The school also offers a Master of Public Health (MPH) program and a Master of Science in Digital Health Informatics (MSHI).

The Doctor of Nursing Practice (DNP) is a practice-focused doctorate. Graduates are prepared as nurse practitioners (direct advanced practice), psychiatric and mental health nurse practitioners or healthcare system leaders (indirect advanced practice). Nurses with either the BSN or those who have already earned the MSN can pursue the degree. Starting in Fall 2024 the University of San Francisco offers a DNP in Health Systems Leadership with opportunities to focus in Education and Simulation, Management, or Population Health Leadership. The Doctor of Psychology (PsyD) prepares graduates to work as psychologists, with a focus on practice in lieu of research.

==Admissions==
The School has a different start term for each program based on campus location. It is important to check with the Office of Undergraduate or Graduate Admission for specific start terms and application deadlines for each program.

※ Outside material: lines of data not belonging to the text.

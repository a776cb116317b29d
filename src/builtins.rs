//! Built-in callable names
//!
//! A static table pinned to the names CPython 3.12 exposes in its `builtins`
//! module, extendable from configuration.

use std::collections::HashSet;

const PYTHON_BUILTINS: &[&str] = &[
    "ArithmeticError", "AssertionError", "AttributeError", "BaseException",
    "BaseExceptionGroup", "BlockingIOError", "BrokenPipeError", "BufferError",
    "BytesWarning", "ChildProcessError", "ConnectionAbortedError", "ConnectionError",
    "ConnectionRefusedError", "ConnectionResetError", "DeprecationWarning", "EOFError",
    "Ellipsis", "EncodingWarning", "EnvironmentError", "Exception", "ExceptionGroup",
    "False", "FileExistsError", "FileNotFoundError", "FloatingPointError", "FutureWarning",
    "GeneratorExit", "IOError", "ImportError", "ImportWarning", "IndentationError",
    "IndexError", "InterruptedError", "IsADirectoryError", "KeyError", "KeyboardInterrupt",
    "LookupError", "MemoryError", "ModuleNotFoundError", "NameError", "None",
    "NotADirectoryError", "NotImplemented", "NotImplementedError", "OSError",
    "OverflowError", "PendingDeprecationWarning", "PermissionError", "ProcessLookupError",
    "RecursionError", "ReferenceError", "ResourceWarning", "RuntimeError", "RuntimeWarning",
    "StopAsyncIteration", "StopIteration", "SyntaxError", "SyntaxWarning", "SystemError",
    "SystemExit", "TabError", "TimeoutError", "True", "TypeError", "UnboundLocalError",
    "UnicodeDecodeError", "UnicodeEncodeError", "UnicodeError", "UnicodeTranslateError",
    "UnicodeWarning", "UserWarning", "ValueError", "Warning", "ZeroDivisionError",
    "__build_class__", "__debug__", "__doc__", "__import__", "__loader__", "__name__",
    "__package__", "__spec__", "abs", "aiter", "all", "anext", "any", "ascii", "bin",
    "bool", "breakpoint", "bytearray", "bytes", "callable", "chr", "classmethod",
    "compile", "complex", "copyright", "credits", "delattr", "dict", "dir", "divmod",
    "enumerate", "eval", "exec", "exit", "filter", "float", "format", "frozenset",
    "getattr", "globals", "hasattr", "hash", "help", "hex", "id", "input", "int",
    "isinstance", "issubclass", "iter", "len", "license", "list", "locals", "map", "max",
    "memoryview", "min", "next", "object", "oct", "open", "ord", "pow", "print",
    "property", "quit", "range", "repr", "reversed", "round", "set", "setattr", "slice",
    "sorted", "staticmethod", "str", "sum", "super", "tuple", "type", "vars", "zip",
];

/// Set of names treated as built-in when classifying a callee.
#[derive(Debug, Clone)]
pub struct Builtins {
    names: HashSet<String>,
}

impl Builtins {
    /// The pinned Python table.
    pub fn python() -> Self {
        Self {
            names: PYTHON_BUILTINS.iter().map(|s| s.to_string()).collect(),
        }
    }

    /// An empty table, for hosts without built-ins.
    pub fn empty() -> Self {
        Self { names: HashSet::new() }
    }

    pub fn with_extra<I, S>(mut self, extra: I) -> Self
    where
        I: IntoIterator<Item = S>,
        S: Into<String>,
    {
        self.names.extend(extra.into_iter().map(Into::into));
        self
    }

    pub fn contains(&self, name: &str) -> bool {
        self.names.contains(name)
    }

    pub fn len(&self) -> usize {
        self.names.len()
    }

    pub fn is_empty(&self) -> bool {
        self.names.is_empty()
    }
}

impl Default for Builtins {
    fn default() -> Self {
        Self::python()
    }
}
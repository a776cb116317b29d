//! Edge resolver
//!
//! Second pass over a requested unit, run once every unit has contributed its
//! declarations. Each call expression is matched to a declared node by callee
//! name; when several nodes share the name, the one whose unit or scope matches
//! the call's qualifying context wins. The match is a heuristic: ties keep the
//! first node registered and are reported as ambiguous.

use serde::Serialize;

use crate::builtins::Builtins;
use crate::graph::CallGraph;
use crate::node::{CallableNode, DeclRef, NodeId, NodeIdx, CONSTRUCTOR, TOP_LEVEL};
use crate::scanner::unit_name;
use crate::scope::ScopeContext;
use crate::syntax::{NodeKind, Receiver, SyntaxNode, SyntaxTree, TreeId};
use std::path::Path;

/// Outcome of matching one call expression.
#[derive(Debug, Clone, PartialEq, Eq)]
pub enum Resolution {
    /// Exactly one declared node has the callee name
    Unique(NodeIdx),
    /// Several did, and only one matched the qualifying context
    Preferred(NodeIdx),
    /// Several candidates scored equally; `chosen` is the first registered
    Ambiguous { chosen: NodeIdx, candidates: Vec<NodeIdx> },
    /// Nothing declared matched, a placeholder stands in
    Placeholder(NodeIdx),
}

impl Resolution {
    pub fn target(&self) -> NodeIdx {
        match self {
            Resolution::Unique(idx)
            | Resolution::Preferred(idx)
            | Resolution::Placeholder(idx)
            | Resolution::Ambiguous { chosen: idx, .. } => *idx,
        }
    }
}

/// A call site the heuristic could not settle.
#[derive(Debug, Clone, PartialEq, Eq, Serialize)]
pub struct AmbiguousCall {
    pub caller: NodeId,
    pub callee: String,
    pub candidates: Vec<NodeId>,
    pub chosen: NodeId,
}

/// What a resolve pass over one tree produced.
#[derive(Debug, Default, Clone)]
pub struct ResolveSummary {
    pub edges: usize,
    pub skipped_builtins: usize,
    pub ambiguous: Vec<AmbiguousCall>,
}

pub struct EdgeResolver<'b> {
    builtins: &'b Builtins,
    include_builtins: bool,
}

impl<'b> EdgeResolver<'b> {
    pub fn new(builtins: &'b Builtins, include_builtins: bool) -> Self {
        Self { builtins, include_builtins }
    }

    /// Declared nodes a call to `callee` could mean, in registration order.
    ///
    /// A type name used as a call means its constructor.
    pub fn candidates(&self, graph: &CallGraph, callee: &str) -> Vec<NodeIdx> {
        let mut found: Vec<NodeIdx> = graph
            .named(callee)
            .iter()
            .copied()
            .chain(
                graph
                    .named(CONSTRUCTOR)
                    .iter()
                    .copied()
                    .filter(|&idx| graph.get(idx).id().scope == callee),
            )
            .filter(|&idx| !graph.get(idx).id().is_placeholder())
            .collect();
        found.sort();
        found.dedup();
        found
    }

    /// Match `callee` against the graph using `context` to break ties.
    ///
    /// Inserts a placeholder when nothing matches. Built-in filtering is the
    /// caller's concern.
    pub fn resolve_call(&self, graph: &mut CallGraph, callee: &str, context: &str) -> Resolution {
        let candidates = self.candidates(graph, callee);
        match candidates.len() {
            0 => {
                let id = if self.builtins.contains(callee) {
                    NodeId::builtin(callee)
                } else {
                    NodeId::unknown(callee)
                };
                Resolution::Placeholder(graph.add(CallableNode::new(id)))
            }
            1 => Resolution::Unique(candidates[0]),
            _ => {
                let scores: Vec<bool> = candidates
                    .iter()
                    .map(|&idx| graph.get(idx).id().is_identifier(context))
                    .collect();
                let best = scores.iter().any(|&s| s);
                let winners: Vec<NodeIdx> = candidates
                    .iter()
                    .zip(&scores)
                    .filter(|(_, s)| **s == best)
                    .map(|(&idx, _)| idx)
                    .collect();
                if winners.len() == 1 {
                    Resolution::Preferred(winners[0])
                } else {
                    Resolution::Ambiguous { chosen: winners[0], candidates: winners }
                }
            }
        }
    }

    /// Walk `tree` and record an edge for every call site in it.
    pub fn resolve(&self, tree: &SyntaxTree, graph: &mut CallGraph) -> ResolveSummary {
        let mut pass = Pass {
            resolver: self,
            graph,
            unit: unit_name(tree.path()),
            path: tree.path(),
            tree: tree.id,
            summary: ResolveSummary::default(),
        };
        tracing::debug!(unit = %pass.unit, "resolving calls");
        pass.visit(&tree.root, ScopeContext::module());
        pass.summary
    }
}

struct Pass<'p, 'b> {
    resolver: &'p EdgeResolver<'b>,
    graph: &'p mut CallGraph,
    unit: String,
    path: &'p Path,
    tree: TreeId,
    summary: ResolveSummary,
}

impl Pass<'_, '_> {
    fn visit<'t>(&mut self, node: &'t SyntaxNode, ctx: ScopeContext<'t>) {
        if let NodeKind::Call { callee: Some(callee), receiver } = &node.kind {
            self.call(callee, receiver, ctx);
        }
        let inner = ctx.enter(node);
        for child in &node.children {
            self.visit(child, inner);
        }
    }

    fn call(&mut self, callee: &str, receiver: &Receiver, ctx: ScopeContext<'_>) {
        if self.resolver.builtins.contains(callee) && !self.resolver.include_builtins {
            self.summary.skipped_builtins += 1;
            return;
        }

        let caller = self.caller(ctx);
        let context = match receiver {
            Receiver::Named(name) => name.as_str(),
            Receiver::Unnamed => ctx.class_name(),
            Receiver::None => self.unit.as_str(),
        };
        let resolution = self.resolver.resolve_call(self.graph, callee, context);
        let target = resolution.target();

        if let Resolution::Ambiguous { chosen, candidates } = &resolution {
            let call = AmbiguousCall {
                caller: self.graph.get(caller).id().clone(),
                callee: callee.to_string(),
                candidates: candidates.iter().map(|&i| self.graph.get(i).id().clone()).collect(),
                chosen: self.graph.get(*chosen).id().clone(),
            };
            tracing::warn!(
                "Could not definitively resolve {} from {} ({} candidates), using {}",
                callee,
                call.caller,
                call.candidates.len(),
                call.chosen
            );
            self.summary.ambiguous.push(call);
        }

        tracing::debug!(
            caller = %self.graph.get(caller).id(),
            callee = %self.graph.get(target).id(),
            "edge"
        );
        if self.graph.add_edge(caller, target) {
            self.summary.edges += 1;
        }
    }

    /// Node the current call site belongs to.
    fn caller(&mut self, ctx: ScopeContext<'_>) -> NodeIdx {
        match ctx.function() {
            Some((name, id)) => {
                let decl = DeclRef { tree: self.tree, node: id };
                match self.graph.find_by_decl(decl) {
                    Some(idx) => idx,
                    None => self.graph.add(
                        CallableNode::new(NodeId::new(&self.unit, ctx.class_name(), name))
                            .with_decl(decl)
                            .with_path(self.path),
                    ),
                }
            }
            None => self.graph.add(
                CallableNode::new(NodeId::new(&self.unit, ctx.class_name(), TOP_LEVEL))
                    .with_path(self.path),
            ),
        }
    }
}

If you have questions regarding the admissions process, start term, or campus location, you should contact the Admission Office.

==Student life==
In addition to the USF's student life that engages students across all fields of study, the School of Nursing and Health Professions has various student organizations which provide both graduates and undergraduates with opportunities to become involved in school matters, university life, state- and nationwide professional organizations and community service unique to students studying in the School of Nursing and Health Professions which include: Nursing Student Association (NSA), Sigma Theta Tau International Honor Society of Nursing: Beta Gamma Chapter, Tri Gamma Nursing Society, MSNS (Previously Male Student Nursing Society), Nursing Student Multicultural Interest Group and Masters in Public Health Student Association (MPHSA). Networking and mentorship programs are also available for students both undergraduate and graduate that connect them with alumni, faculty and members of the wider community. Students also have the opportunity to participate in immersion programs that focus on nursing and healthcare in the Central Valley of California, Cambodia, Kenya, and Lesotho, among others.

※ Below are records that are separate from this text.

pub struct Icons;

impl Icons {
    pub const CHECK: &str = "✅";
    pub const CROSS: &str = "❌";
    pub const WARN: &str = "⚠️";
    pub const INFO: &str = "ℹ️";
    pub const LINK: &str = "🔗";
    pub const FILE: &str = "📄";
    pub const CLOCK: &str = "⏱️";
    pub const SPAGHETTI: &str = "🍝";
}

Starting in 2023, the Nurse Health Equity Scholars (NHES) program promotes health equity and justice in partnership with the Alameda Health System and the San Francisco Department of Public Health. Nursing is changing its focus from merely delivering health care to developing health and eliminating health inequities. This program recognizes and equips nurses with the necessary skills to provide care tailored to the unique needs of different individuals and communities.

==Miscellaneous==
The baccalaureate degree program in nursing, the master's degree program in nursing, and the Doctor of Nursing Practice program at the University of San Francisco School of Nursing and Health Professions are accredited by the Commission on Collegiate Nursing Education (http://www.ccneaccreditation.org).

Students who graduate from the program are also eligible to receive the California Public Health Nursing Certificate.

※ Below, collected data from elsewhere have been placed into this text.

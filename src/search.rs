//! Search orchestration
//!
//! Runs the two phases over every requested path:
//! 1. Declaration scan of each requested unit, following its imports one hop.
//!    Each unit is scanned into its own partial graph and merged.
//! 2. Edge resolution over each requested unit, once every declaration from
//!    phase 1 is in the graph.
//!
//! Nothing that goes wrong with a single path or unit stops the run; failures
//! are collected and reported alongside the graph.

use serde::Serialize;
use std::collections::{BTreeMap, BTreeSet, HashMap};
use std::path::{Path, PathBuf};

use crate::adapter::{default_registry, AdapterRegistry};
use crate::builtins::Builtins;
use crate::crawler::{ImportCrawler, ModuleResolver};
use crate::graph::{CallGraph, Direction, RenderedNode};
use crate::resolver::{AmbiguousCall, EdgeResolver};
use crate::scanner::DeclarationScanner;
use crate::syntax::SyntaxTree;
use crate::walk;
use crate::Error;

/// Library-side options for a search run.
#[derive(Debug, Clone, Default)]
pub struct SearchOptions {
    /// Create placeholder nodes and edges for built-in callees
    pub include_builtins: bool,
    /// Names treated as built-in on top of the pinned table
    pub extra_builtins: Vec<String>,
    /// Root import prefixes are taken relative to. Defaults to the working directory.
    pub root: Option<PathBuf>,
    /// Extra roots searched for imported modules
    pub search_paths: Vec<PathBuf>,
    /// Gitignore-style patterns skipped while walking directories
    pub exclude: Vec<String>,
}

/// A path or unit that was skipped.
#[derive(Debug, Clone, PartialEq, Eq, Serialize)]
pub struct Failure {
    pub path: PathBuf,
    pub reason: String,
}

impl Failure {
    pub fn new(path: impl Into<PathBuf>, reason: impl Into<String>) -> Self {
        Self { path: path.into(), reason: reason.into() }
    }
}

/// Import outcome for one requested path.
#[derive(Debug, Clone, Default, PartialEq, Eq, Serialize)]
pub struct InputReport {
    pub path: PathBuf,
    pub crawled_imports: BTreeSet<String>,
    pub unresolved_imports: BTreeSet<String>,
}

#[derive(Debug, Clone, Default)]
struct UnitImports {
    crawled: BTreeSet<String>,
    unresolved: BTreeSet<String>,
}

pub struct Search {
    graph: CallGraph,
    searched_files: Vec<PathBuf>,
    searched_directories: Vec<PathBuf>,
    inputs: Vec<InputReport>,
    failures: Vec<Failure>,
    ambiguous_calls: Vec<AmbiguousCall>,
}

impl Search {
    /// Build the call graph for `paths`.
    pub fn run<P: AsRef<Path>>(paths: &[P], options: &SearchOptions) -> Self {
        Self::run_with(&default_registry(), paths, options)
    }

    /// Build the call graph for `paths` using the given front-ends.
    pub fn run_with<P: AsRef<Path>>(
        registry: &AdapterRegistry,
        paths: &[P],
        options: &SearchOptions,
    ) -> Self {
        let root = match &options.root {
            Some(root) => absolute(root),
            None => std::env::current_dir().unwrap_or_else(|_| PathBuf::from(".")),
        };
        let resolver = ModuleResolver::new(root)
            .with_search_paths(options.search_paths.iter().map(|p| absolute(p)));
        let builtins = Builtins::python().with_extra(options.extra_builtins.iter().cloned());

        let mut search = Self {
            graph: CallGraph::new(),
            searched_files: Vec::new(),
            searched_directories: Vec::new(),
            inputs: Vec::new(),
            failures: Vec::new(),
            ambiguous_calls: Vec::new(),
        };

        tracing::info!("Scanning declarations");
        let mut visited: HashMap<PathBuf, bool> = HashMap::new();
        let mut units: BTreeMap<PathBuf, UnitImports> = BTreeMap::new();
        let mut trees: Vec<SyntaxTree> = Vec::new();

        for given in paths {
            let given = given.as_ref();
            let Some(files) = search.expand(registry, given, &options.exclude) else {
                continue;
            };

            let mut report = InputReport { path: given.to_path_buf(), ..Default::default() };
            for file in files {
                if !units.contains_key(&file) {
                    let imports = search.scan_unit(registry, &resolver, &mut visited, &file, &mut trees);
                    units.insert(file.clone(), imports);
                }
                if let Some(imports) = units.get(&file) {
                    report.crawled_imports.extend(imports.crawled.iter().cloned());
                    report.unresolved_imports.extend(imports.unresolved.iter().cloned());
                }
            }
            search.inputs.push(report);
        }

        tracing::info!("Resolving calls in {} units", trees.len());
        let edges = EdgeResolver::new(&builtins, options.include_builtins);
        for tree in &trees {
            let summary = edges.resolve(tree, &mut search.graph);
            tracing::debug!(
                path = %tree.path().display(),
                edges = summary.edges,
                skipped_builtins = summary.skipped_builtins,
                "resolved"
            );
            search.ambiguous_calls.extend(summary.ambiguous);
        }

        search
    }

    /// Files to scan for a requested path, or `None` after recording a failure.
    fn expand(&mut self, registry: &AdapterRegistry, given: &Path, exclude: &[String]) -> Option<Vec<PathBuf>> {
        let path = absolute(given);
        if path.is_dir() {
            self.searched_directories.push(path.clone());
            return Some(walk::source_files(&path, &registry.extensions(), exclude));
        }

        let file = if registry.find_adapter(&path).is_some() {
            path
        } else {
            let mut name = path.into_os_string();
            name.push(".py");
            PathBuf::from(name)
        };
        if file.is_file() {
            Some(vec![file])
        } else {
            let err = Error::InvalidInputPath(given.to_path_buf());
            tracing::warn!("{}", err);
            self.failures.push(Failure::new(given, err.to_string()));
            None
        }
    }

    fn scan_unit(
        &mut self,
        registry: &AdapterRegistry,
        resolver: &ModuleResolver,
        visited: &mut HashMap<PathBuf, bool>,
        file: &Path,
        trees: &mut Vec<SyntaxTree>,
    ) -> UnitImports {
        self.searched_files.push(file.to_path_buf());
        let tree = match registry.load(file) {
            Ok(tree) => tree,
            Err(e) => {
                tracing::warn!("Skipping {}: {}", file.display(), e);
                self.failures.push(Failure::new(file, e.to_string()));
                visited.insert(file.to_path_buf(), false);
                return UnitImports::default();
            }
        };

        let mut partial = CallGraph::new();
        let mut crawler = ImportCrawler::new(registry, resolver, visited);
        let declared = DeclarationScanner::primary(&mut partial, &tree)
            .with_imports(&mut crawler)
            .scan(&tree);
        let (crawled, unresolved, failures) = crawler.finish();
        tracing::debug!(path = %file.display(), declared, "scanned");

        self.graph.merge(&partial);
        self.failures.extend(failures);
        visited.insert(file.to_path_buf(), true);
        trees.push(tree);
        UnitImports { crawled, unresolved }
    }

    pub fn graph(&self) -> &CallGraph {
        &self.graph
    }

    /// Sorted, diff-stable view with hidden nodes left out.
    pub fn render(&self, direction: Direction) -> Vec<RenderedNode> {
        self.graph.render(direction, true)
    }

    pub fn searched_files(&self) -> &[PathBuf] {
        &self.searched_files
    }

    pub fn searched_directories(&self) -> &[PathBuf] {
        &self.searched_directories
    }

    /// Per requested path, in request order.
    pub fn inputs(&self) -> &[InputReport] {
        &self.inputs
    }

    /// Union of every input's crawled imports.
    pub fn crawled_imports(&self) -> BTreeSet<String> {
        self.inputs.iter().flat_map(|i| i.crawled_imports.iter().cloned()).collect()
    }

    /// Union of every input's unresolved imports.
    pub fn unresolved_imports(&self) -> BTreeSet<String> {
        self.inputs.iter().flat_map(|i| i.unresolved_imports.iter().cloned()).collect()
    }

    pub fn failures(&self) -> &[Failure] {
        &self.failures
    }

    pub fn ambiguous_calls(&self) -> &[AmbiguousCall] {
        &self.ambiguous_calls
    }
}

fn absolute(path: &Path) -> PathBuf {
    std::path::absolute(path).unwrap_or_else(|_| path.to_path_buf())
}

Graduates meet the outcome competencies and practice standards of the American Association of Colleges of Nursing (AACN) for the DNP. In the program, students complete 1,000 hours of supervised clinical practice, complete the DNP qualifying examination, and complete an evidence-based practice project.

The USF School of Nursing and Health Professions has an overall 3-year (2022–2024), first time NCLEX pass rate of 90% among its baccalaureate graduates and 92% for its masters-entry level students.

USF nursing students provide 140,000 hours of health care services to the San Francisco Bay Area each year.